I find television very educating. Every time somebody turns on the set, I go into the other room and read a book. - Groucho Marx

Into the Black: Out of the Blue

by Susan Cohen
Sept. 16, 2014

In Dennis Hopper’s Out of the Blue, CeBe Barnes (Linda Manz) is a tough teenager who still sucks her thumb, a loner and a leader navigating the shaky ground between the ‘70s and ‘80s, equally obsessed with Elvis and punk rock. She retreats nightly to the decaying big-rig truck that her father, Don (Hopper), used to drive before he drunkenly plowed into a school bus full of children in Halloween masks. CeBe was there at the time, sitting next to him.

It’s been five years since the accident, and Don comes home from prison to an unstable but adoring daughter and a heroin-addicted wife (Sharon Farrell). When he arrives at his welcome-back party with a beer already in hand, you get the feeling that things aren’t going to get much better for the dysfunctional Barnes family.

Spoiler alert: They don’t.

Hopper wasn’t the original director of Out of the Blue, his first time directing since the failed The Last Movie (1971), and apparently he rescued the project from his ineffective predecessor. He reworked the script and even gave the project a new name, based off of Neil Young’s "My My, Hey Hey (Out of the Blue)," which plays repeatedly in the film. Hopper did a terrific job both behind and in front of the camera, letting scenes unfold in long shots and playing a tortured family man (and sinister drunk).
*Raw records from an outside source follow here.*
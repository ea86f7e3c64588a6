use chrono::{DateTime, Utc};
use serde::{Deserialize, Serialize};
use std::{collections::HashSet, fmt::Display};

/// Catalog identifier of a movie (the MovieLens-style `movie_id`, not the table key)
#[derive(
    Debug, Clone, Copy, PartialEq, Eq, Hash, PartialOrd, Ord, Serialize, Deserialize, sqlx::Type,
)]
#[serde(transparent)]
#[sqlx(transparent)]
pub struct MovieId(pub i64);

impl Display for MovieId {
    fn fmt(&self, f: &mut std::fmt::Formatter<'_>) -> std::fmt::Result {
        write!(f, "{}", self.0)
    }
}

/// Identifier of a user; also fed to the classifier as a feature
#[derive(
    Debug, Clone, Copy, PartialEq, Eq, Hash, PartialOrd, Ord, Serialize, Deserialize, sqlx::Type,
)]
#[serde(transparent)]
#[sqlx(transparent)]
pub struct UserId(pub i64);

impl Display for UserId {
    fn fmt(&self, f: &mut std::fmt::Formatter<'_>) -> std::fmt::Result {
        write!(f, "{}", self.0)
    }
}

/// A catalog movie with the attributes the recommender reads
#[derive(Debug, Clone, Serialize, Deserialize, PartialEq, sqlx::FromRow)]
pub struct Movie {
    pub id: MovieId,
    pub title: String,
    pub genres: Vec<String>,
    pub directors: Vec<String>,
    pub keywords: Vec<String>,
    /// Runtime in minutes
    pub runtime: Option<i32>,
    pub adult: bool,
    pub avg_rating: Option<f64>,
    pub poster_url: Option<String>,
    pub overview: Option<String>,
}

impl Movie {
    /// Creates a movie with only the identifier and title set
    pub fn new(id: i64, title: impl Into<String>) -> Self {
        Self {
            id: MovieId(id),
            title: title.into(),
            genres: Vec::new(),
            directors: Vec::new(),
            keywords: Vec::new(),
            runtime: None,
            adult: false,
            avg_rating: None,
            poster_url: None,
            overview: None,
        }
    }

    pub fn with_genres<I, S>(mut self, genres: I) -> Self
    where
        I: IntoIterator<Item = S>,
        S: Into<String>,
    {
        self.genres = genres.into_iter().map(Into::into).collect();
        self
    }

    pub fn with_directors<I, S>(mut self, directors: I) -> Self
    where
        I: IntoIterator<Item = S>,
        S: Into<String>,
    {
        self.directors = directors.into_iter().map(Into::into).collect();
        self
    }

    pub fn with_keywords<I, S>(mut self, keywords: I) -> Self
    where
        I: IntoIterator<Item = S>,
        S: Into<String>,
    {
        self.keywords = keywords.into_iter().map(Into::into).collect();
        self
    }

    pub fn with_runtime(mut self, minutes: i32) -> Self {
        self.runtime = Some(minutes);
        self
    }

    pub fn with_adult(mut self, adult: bool) -> Self {
        self.adult = adult;
        self
    }

    pub fn with_avg_rating(mut self, avg_rating: f64) -> Self {
        self.avg_rating = Some(avg_rating);
        self
    }
}

/// A registered user
#[derive(Debug, Clone, Serialize, Deserialize, PartialEq, Eq, sqlx::FromRow)]
pub struct User {
    pub id: UserId,
    pub username: String,
}

/// A single rating from a user's history
#[derive(Debug, Clone, Serialize, Deserialize, PartialEq, sqlx::FromRow)]
pub struct Rating {
    pub movie_id: MovieId,
    pub rating: f64,
    pub rated_at: DateTime<Utc>,
}

/// Everything a user has rated so far
#[derive(Debug, Clone, Default, PartialEq)]
pub struct RatingHistory {
    pub ratings: Vec<Rating>,
}

impl RatingHistory {
    pub fn new(ratings: Vec<Rating>) -> Self {
        Self { ratings }
    }

    pub fn len(&self) -> usize {
        self.ratings.len()
    }

    pub fn is_empty(&self) -> bool {
        self.ratings.is_empty()
    }

    /// Identifiers of every rated movie
    pub fn rated_ids(&self) -> HashSet<MovieId> {
        self.ratings.iter().map(|r| r.movie_id).collect()
    }

    /// Short token that changes whenever a rating is added or removed
    ///
    /// Combines the rating count with the most recent rating timestamp.
    pub fn fingerprint(&self) -> String {
        let latest = self
            .ratings
            .iter()
            .map(|r| r.rated_at.timestamp_millis())
            .max()
            .unwrap_or(0);
        format!("{}-{}", self.ratings.len(), latest)
    }
}

/// Which path of the pipeline produced a recommendation
#[derive(Debug, Clone, Copy, Serialize, Deserialize, PartialEq, Eq)]
#[serde(rename_all = "snake_case")]
pub enum RecommendationSource {
    /// Scored by the classifier
    Personalized,
    /// User has too few ratings; first catalog entries returned
    ColdStart,
    /// Nothing scorable; highest average rating returned
    Popular,
}

/// Ordered list of recommended movie identifiers
#[derive(Debug, Clone, Serialize, Deserialize, PartialEq)]
pub struct Recommendation {
    pub movie_ids: Vec<MovieId>,
    pub source: RecommendationSource,
}

/// Movie fields returned to API clients
#[derive(Debug, Clone, Serialize, Deserialize, PartialEq)]
pub struct MovieSummary {
    pub id: MovieId,
    pub title: String,
    pub poster_url: Option<String>,
    pub avg_rating: Option<f64>,
}

impl From<&Movie> for MovieSummary {
    fn from(movie: &Movie) -> Self {
        Self {
            id: movie.id,
            title: movie.title.clone(),
            poster_url: movie.poster_url.clone(),
            avg_rating: movie.avg_rating,
        }
    }
}

/// Response body of the recommendations endpoint
#[derive(Debug, Serialize, Deserialize)]
pub struct RecommendationResponse {
    pub username: String,
    pub source: RecommendationSource,
    pub movies: Vec<MovieSummary>,
}
pub mod request_id;

pub use request_id::{make_span_with_request_id, request_id_middleware, RequestId, REQUEST_ID_HEADER};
But he can’t outshine his teenage co-star. Bluntly portrayed by Manz, CeBe is the only person in Out of the Blue even slightly capable of keeping her shit together. She easily ignores her parents’ violent arguments in next room, but is prepared when their savagery spills over into her own space. Given CeBe’s home situation, her acts of rebellion — running away to the big city, bullying her peers — are pretty justifiable.
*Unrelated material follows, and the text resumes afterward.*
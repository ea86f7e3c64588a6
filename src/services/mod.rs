pub mod recommender;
Manz was 18 when she made Out of the Blue but looked closer to CeBe’s age of 15, if not younger. She represents an age of tomboyish and complicated young actresses, the Jodie Fosters and Kristy McNichols of yesteryear. Manz’s first part was as Richard Gere’s little sister in Terence Malick’s Days of Heaven, which she also narrated. In a 1979 interview with People on the heels of that film, Manz revealed that her personal life, while not quite as catastrophic as CeBe’s, was still pretty shitty. Her dad disappeared when she was 2, and her relationship with her housecleaner mother was so poor that she preferred to pay the woman’s rent in New York — while Manz herself stayed in L.A. and lived with a former teacher, waiting to turn 18 so she could officially quit school and live completely on her own.

"Acting's in my blood," she told the magazine at the time. "I hope it lasts forever."

In reality, Manz left the biz with little effort. Out of the Blue was Manz’s last film until Harmony Korine tracked her down for a part inGummo 17 years later. Manz was living in Northern California, where she “had to return [his] calls from a Texaco station.” As Korine explained to Index Magazine, the former actress had married an orchard farmer and had three sons. “She was very elf-like,” he said of her. “Always dancing around. She would spin on her belly.” Manz played Solomon’s mother, and her tap-dancing scene is one of the most unforgettable in a film filled with unforgettable scenes. The character might not be so far off from an adult version of CeBe.

Not long after Gummo, Manz went back to her normal life. In 2011, The Village Voice spoke to her when Out of the Blue screened at the Anthology Film Archives. She was still in Northern California and still without a phone, and the interview, conducted long after her career was over, contrasts interestingly with the People profile, conducted when it was just beginning. In hindsight, Manz talked about how her mom pushed her into acting, how her career simply petered out, and how she’d rather brag about her grandchild than her past roles.

“I think I was Cebe,” she admitted to the Voice.

Thankfully, Manz’s own fate wasn’t as bleak as CeBe’s.